Current modeling studies suggest regional decreases in the number of precipitation days, but an increase in extreme precipitation events, especially in regions such as California. This impact on California’s precipitation is evident through atmospheric rivers (ARs) which are long, narrow bands of water vapor that are commonly associated with a low-level jet (LLJ) ahead of a cold front of an extratropical cyclone. The beneficial properties or severity of ARs vary between each individual event, ranging from weaker/short lived ARs that are primarily beneficial and strong/long-lived ARs that are primarily hazardous. Multiple ARs that occur in succession of one another within a certain aggregation period (e.g., an AR family) often result in multiple distinct pulses of precipitation over one area with varying intensities, leading to a variety of onshore impacts post landfall, and creating compounding challenges for water resource management. Recent work has suggested that not all individual ARs, and consequently, not all AR families, will respond the same to a warming climate.
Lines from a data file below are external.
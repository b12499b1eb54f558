//src/calories.rs
use crate::model::SetLog;

/// Body weight (kg) used when the user never configured one.
pub const DEFAULT_BODY_WEIGHT_KG: f64 = 70.0;

const KCAL_PER_VOLUME_KG: f64 = 0.0005;
const KCAL_PER_BODYWEIGHT_KG_PER_SET: f64 = 0.05;

/// Estimated burn for one finished exercise:
/// `round(volume * 0.0005 + body_weight * 0.05 * sets)`, rounded half up.
#[must_use]
pub fn estimate_calories(logs: &[SetLog], body_weight: f64) -> u32 {
    let total_volume: f64 = logs.iter().map(SetLog::volume).sum();
    let set_count = logs.len() as f64;
    let raw = total_volume * KCAL_PER_VOLUME_KG
        + body_weight * KCAL_PER_BODYWEIGHT_KG_PER_SET * set_count;
    // Inputs are non-negative, so floor(x + 0.5) is round-half-up.
    let rounded = (raw + 0.5).floor();
    if rounded.is_finite() && rounded > 0.0 {
        rounded as u32
    } else {
        0
    }
}

#[cfg(test)]
mod tests {
    use super::*;

    fn log(weight: f64, reps: u32) -> SetLog {
        SetLog {
            set_number: 1,
            weight,
            reps,
            suggestion: String::new(),
        }
    }

    #[test]
    fn test_two_set_example() {
        let logs = [log(20.0, 10), log(25.0, 8)];
        assert_eq!(estimate_calories(&logs, 70.0), 7);
    }

    #[test]
    fn test_rounds_half_up() {
        // 0 volume, 1 set at 10kg body weight: 0.5 -> 1
        assert_eq!(estimate_calories(&[log(0.0, 0)], 10.0), 1);
        // 1000 volume at 0 body weight: 0.5 -> 1
        assert_eq!(estimate_calories(&[log(100.0, 10)], 0.0), 1);
    }

    #[test]
    fn test_no_logs_burns_nothing() {
        assert_eq!(estimate_calories(&[], DEFAULT_BODY_WEIGHT_KG), 0);
    }
}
Here, we examine a recent sequence of landfalling ARs from 26 December 2022 through 19 January 2023 in past, present, and future environments using the Model for Prediction Across Scales – Atmosphere (MPAS-A) version 8.0. During this period, a family of nine ARs made landfall throughout California, producing about half of California’s annual precipitation. Heavy rain and snow over this three-week period were beneficial in building the snowpack across the mountainous regions and alleviating drought conditions in several areas; however, flooding, mudslides, and power outages were also common occurrences, underscoring the beneficial vs. hazardous nature of ARs. We hypothesize that climate change intensifies each individual AR event with the warmer, more meridional ARs experiencing a larger degree of strengthening in terms of both vertically integrated water vapor transport (IVT) and resultant precipitation. Positionally, consistent with previous work, we expect these ARs to shift poleward in accordance with the rise of sea surface temperatures due to climate change. We also expect climate change to shorten the timing between events, effectively reducing the recovery time between onshore impacts.